IF 2.9 3区 生物学 Q2 BIOCHEMICAL RESEARCH METHODS Pub Date : 2024-09-05 DOI: 10.1186/s12859-024-05919-y
Stephan Weißbach, Jonas Milkovits, Stefan Pastore, Martin Heine, Susanne Gerber, Hristo Todorov

Background: Gene expression and alternative splicing are strictly regulated processes that shape brain development and determine the cellular identity of differentiated neural cell populations. Despite the availability of multiple valuable datasets, many functional implications, especially those related to alternative splicing, remain poorly understood. Moreover, neuroscientists working primarily experimentally often lack the bioinformatics expertise required to process alternative splicing data and produce meaningful and interpretable results. Notably, re-analyzing publicly available datasets and integrating them with in-house data can provide substantial novel insights. However, such analyses necessitate developing harmonized data handling and processing pipelines which in turn require considerable computational resources and in-depth bioinformatics expertise.
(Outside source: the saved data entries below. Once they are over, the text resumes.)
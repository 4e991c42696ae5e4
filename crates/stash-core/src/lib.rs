//! Core contracts for stash: the persistence capability shared by every backend,
//! its error taxonomy, and the native secret-store / data-protection seams.
//! This crate is intentionally small to keep dependency surface minimal.

pub mod persistence;
pub mod protect;
pub mod secret_store;
mod cli;
mod config;
mod storage;

use std::{
    io::{self, Read},
    path::Path,
};

use clap::Parser;
use color_eyre::Result;
use stash_core::persistence::{Persistence, PersistenceError};
use stash_lock::CrossProcessLock;
use tracing::warn;
use tracing_subscriber::{layer::SubscriberExt, util::SubscriberInitExt, EnvFilter};

use crate::cli::{Command, ConfigCommand};

fn main() -> Result<()> {
    color_eyre::install()?;
    init_tracing();

    let cli = cli::Cli::parse();
    let config = match &cli.config {
        Some(path) => config::load_from_path(path)?,
        None => config::load()?,
    };

    match cli.command {
        Command::Save { content } => run_save(&config, content)?,
        Command::Load => run_load(&config)?,
        Command::Info => run_info(&config)?,
        Command::Health => run_health_check(&config)?,
        Command::Config(ConfigCommand::Init) => init_config(&config, cli.config.as_deref())?,
    }

    Ok(())
}

fn init_tracing() {
    // Logs go to stderr so `stash load` output stays clean.
    let env_filter = EnvFilter::try_from_default_env().unwrap_or_else(|_| EnvFilter::new("info"));
    let fmt_layer = tracing_subscriber::fmt::layer()
        .with_target(false)
        .with_writer(io::stderr);
    tracing_subscriber::registry()
        .with(env_filter)
        .with(fmt_layer)
        .init();
}

fn open(config: &config::Config) -> Result<(Box<dyn Persistence>, CrossProcessLock)> {
    let location = storage::resolve_location(config)?;
    let backend = storage::backend_from_config(config)?;
    let lock = storage::lock_for(config, &location);
    Ok((backend, lock))
}

fn run_save(config: &config::Config, content: Option<String>) -> Result<()> {
    let content = match content {
        Some(content) => content,
        None => {
            let mut buf = String::new();
            io::stdin().read_to_string(&mut buf)?;
            buf
        }
    };
    let (backend, lock) = open(config)?;
    save_locked(&backend, &lock, &content)
}

fn run_load(config: &config::Config) -> Result<()> {
    let (backend, lock) = open(config)?;
    match load_locked(&backend, &lock)? {
        Some(content) => print!("{content}"),
        None => warn!(location = %backend.location(), "nothing saved yet"),
    }
    Ok(())
}

fn run_info(config: &config::Config) -> Result<()> {
    let (backend, lock) = open(config)?;
    println!("backend:   {:?}", config.backend);
    println!("location:  {}", backend.location());
    println!("encrypted: {}", backend.is_encrypted());
    println!("lock:      {}", lock.path().display());
    match backend.time_last_modified() {
        Ok(when) => println!("modified:  {}", when.to_rfc3339()),
        Err(err) if err.is_not_found() => println!("modified:  never"),
        Err(err) => return Err(err.into()),
    }
    Ok(())
}

/// Takes the lock and reads the cache without modifying it.
fn run_health_check(config: &config::Config) -> Result<()> {
    let (backend, lock) = open(config)?;
    run_store_health(&backend, &lock)?;
    println!("Storage: ok");
    Ok(())
}

fn run_store_health<P: Persistence>(store: &P, lock: &CrossProcessLock) -> Result<()> {
    load_locked(store, lock)?;
    Ok(())
}

fn save_locked<P: Persistence>(store: &P, lock: &CrossProcessLock, content: &str) -> Result<()> {
    lock.with_lock(|| store.save(content))??;
    Ok(())
}

/// `None` when nothing has been saved yet.
fn load_locked<P: Persistence>(store: &P, lock: &CrossProcessLock) -> Result<Option<String>> {
    match lock.with_lock(|| store.load())? {
        Ok(content) => Ok(Some(content)),
        Err(PersistenceError::NotFound { .. }) => Ok(None),
        Err(err) => Err(err.into()),
    }
}

fn init_config(config: &config::Config, path: Option<&Path>) -> Result<()> {
    let path = config::write_default_if_missing(config, path)?;
    println!("Config initialized at {}", path.display());
    Ok(())
}
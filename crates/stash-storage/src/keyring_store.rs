use stash_core::{
    persistence::PersistenceError,
    secret_store::{SecretSession, SecretStore, SecretStoreError},
};
use tracing::debug;

/// OS secret store (Keychain, Credential Manager, Secret Service) via the `keyring` crate.
#[derive(Debug, Clone)]
pub struct KeyringSecretStore {
    target: Option<String>,
}

impl KeyringSecretStore {
    /// Use the platform's default store. Fails on targets without a native backend.
    pub fn new() -> Result<Self, PersistenceError> {
        probe_platform()?;
        Ok(Self { target: None })
    }

    /// Use a named store (a keychain domain on macOS, a target name elsewhere).
    pub fn with_target(target: impl Into<String>) -> Result<Self, PersistenceError> {
        probe_platform()?;
        Ok(Self {
            target: Some(target.into()),
        })
    }

    pub fn target(&self) -> Option<&str> {
        self.target.as_deref()
    }
}

impl SecretStore for KeyringSecretStore {
    type Session = KeyringSession;

    fn open(&self) -> Result<Self::Session, SecretStoreError> {
        debug!(target_store = ?self.target, "opening keyring session");
        Ok(KeyringSession {
            target: self.target.clone(),
        })
    }
}

/// Session over the OS keyring. Entries are resolved per call; nothing to release.
#[derive(Debug)]
pub struct KeyringSession {
    target: Option<String>,
}

impl KeyringSession {
    fn entry(&self, service: &str, account: &str) -> Result<keyring::Entry, SecretStoreError> {
        let entry = match &self.target {
            Some(target) => keyring::Entry::new_with_target(target, service, account),
            None => keyring::Entry::new(service, account),
        };
        entry.map_err(|err| map_keyring_error(err, self.target.is_some()))
    }
}

impl SecretSession for KeyringSession {
    fn find(&self, service: &str, account: &str) -> Result<String, SecretStoreError> {
        self.entry(service, account)?
            .get_password()
            .map_err(|err| map_keyring_error(err, self.target.is_some()))
    }

    fn add(&self, service: &str, account: &str, value: &str) -> Result<(), SecretStoreError> {
        self.entry(service, account)?
            .set_password(value)
            .map_err(|err| map_keyring_error(err, self.target.is_some()))
    }

    fn modify(&self, service: &str, account: &str, value: &str) -> Result<(), SecretStoreError> {
        self.entry(service, account)?
            .set_password(value)
            .map_err(|err| map_keyring_error(err, self.target.is_some()))
    }
}

fn probe_platform() -> Result<(), PersistenceError> {
    if cfg!(any(
        target_os = "macos",
        target_os = "ios",
        target_os = "windows",
        target_os = "linux"
    )) {
        Ok(())
    } else {
        Err(PersistenceError::Unsupported(format!(
            "no native secret store on {}",
            std::env::consts::OS
        )))
    }
}

fn map_keyring_error(err: keyring::Error, named_store: bool) -> SecretStoreError {
    match err {
        keyring::Error::NoEntry => SecretStoreError::item_not_found(err.to_string()),
        keyring::Error::NoStorageAccess(inner) => {
            let code = if named_store {
                SecretStoreError::NO_SUCH_KEYCHAIN
            } else {
                SecretStoreError::NO_DEFAULT
            };
            SecretStoreError::new(code, inner.to_string())
        }
        other => SecretStoreError::new(SecretStoreError::UNCLASSIFIED, other.to_string()),
    }
}

#[cfg(test)]
mod tests {
    use std::io;

    use stash_core::secret_store::SecretStoreErrorKind;

    use super::*;

    #[test]
    fn no_entry_maps_to_item_not_found() {
        let err = map_keyring_error(keyring::Error::NoEntry, false);
        assert!(err.is_not_found());
    }

    #[test]
    fn missing_store_depends_on_target() {
        let access = || {
            keyring::Error::NoStorageAccess(Box::new(io::Error::other("locked")))
        };
        assert_eq!(
            map_keyring_error(access(), false).kind(),
            SecretStoreErrorKind::NoDefaultStore
        );
        assert_eq!(
            map_keyring_error(access(), true).kind(),
            SecretStoreErrorKind::NoSuchStore
        );
    }

    #[test]
    fn other_failures_are_unclassified() {
        let err = map_keyring_error(
            keyring::Error::Invalid("service".into(), "empty".into()),
            false,
        );
        assert_eq!(err.code, SecretStoreError::UNCLASSIFIED);
        assert_eq!(err.kind(), SecretStoreErrorKind::Other);
    }

    #[test]
    fn supported_platforms_construct() {
        let store = KeyringSecretStore::with_target("User").expect("supported platform");
        assert_eq!(store.target(), Some("User"));
    }
}
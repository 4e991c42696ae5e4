use std::{
    ffi::OsString,
    path::{Path, PathBuf},
};

use color_eyre::Result;
use dirs::data_dir;
use stash_core::persistence::Persistence;
use stash_lock::CrossProcessLock;
use stash_storage::{
    file::FilePersistence,
    key_provider::KeyringProvider,
    keyring_persistence::KeyringPersistence,
    protected_file::DataProtectedFilePersistence,
    protector::AesGcmProtector,
};
use tracing::debug;

use crate::config::{Backend, Config};

const SERVICE: &str = "stash";
const CACHE_ACCOUNT: &str = "token-cache";
const KEY_ACCOUNT: &str = "data-protection-key";

/// Resolve the default data directory for stash.
pub fn default_data_dir() -> Result<PathBuf> {
    let base = data_dir().ok_or_else(|| color_eyre::eyre::eyre!("no data dir available"))?;
    Ok(base.join("stash"))
}

/// The cache file (or signal file) configured, else one under the data directory.
pub fn resolve_location(config: &Config) -> Result<PathBuf> {
    if let Some(location) = &config.location {
        return Ok(location.clone());
    }
    let file = match config.backend {
        Backend::Keyring => "cache.signal",
        Backend::File | Backend::Protected => "cache.bin",
    };
    Ok(default_data_dir()?.join(file))
}

/// The lock guarding `location`: configured, else `<location>.lockfile`.
pub fn lock_for(config: &Config, location: &Path) -> CrossProcessLock {
    let path = config.lock_path.clone().unwrap_or_else(|| {
        let mut name = OsString::from(location.as_os_str());
        name.push(".lockfile");
        PathBuf::from(name)
    });
    CrossProcessLock::new(path)
}

/// Build the configured backend.
pub fn backend_from_config(config: &Config) -> Result<Box<dyn Persistence>> {
    let location = resolve_location(config)?;
    debug!(?location, backend = ?config.backend, "initializing persistence");

    let backend: Box<dyn Persistence> = match config.backend {
        Backend::File => Box::new(FilePersistence::new(&location)?),
        Backend::Protected => {
            let entropy = config.entropy.clone().unwrap_or_default();
            let protector = AesGcmProtector::with_entropy(
                KeyringProvider::new(SERVICE, KEY_ACCOUNT),
                entropy.into_bytes(),
            );
            Box::new(DataProtectedFilePersistence::new(&location, protector)?)
        }
        Backend::Keyring => {
            let service = config.service.as_deref().unwrap_or(SERVICE);
            let account = config.account.as_deref().unwrap_or(CACHE_ACCOUNT);
            Box::new(KeyringPersistence::keychain(&location, service, account)?)
        }
    };
    Ok(backend)
}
Results: Here, we present Cortexa-a comprehensive web portal that incorporates RNA-sequencing datasets from the mouse cerebral cortex (longitudinal or cell-specific) and the hippocampus. Cortexa facilitates understandable visualization of the expression and alternative splicing patterns of individual genes. Our platform provides SplicePCA-a tool that allows users to integrate their alternative splicing dataset and compare it to cell-specific or developmental neocortical splicing patterns. All standardized gene expression and alternative splicing datasets can be downloaded for further in-depth downstream analysis without the need for extensive preprocessing.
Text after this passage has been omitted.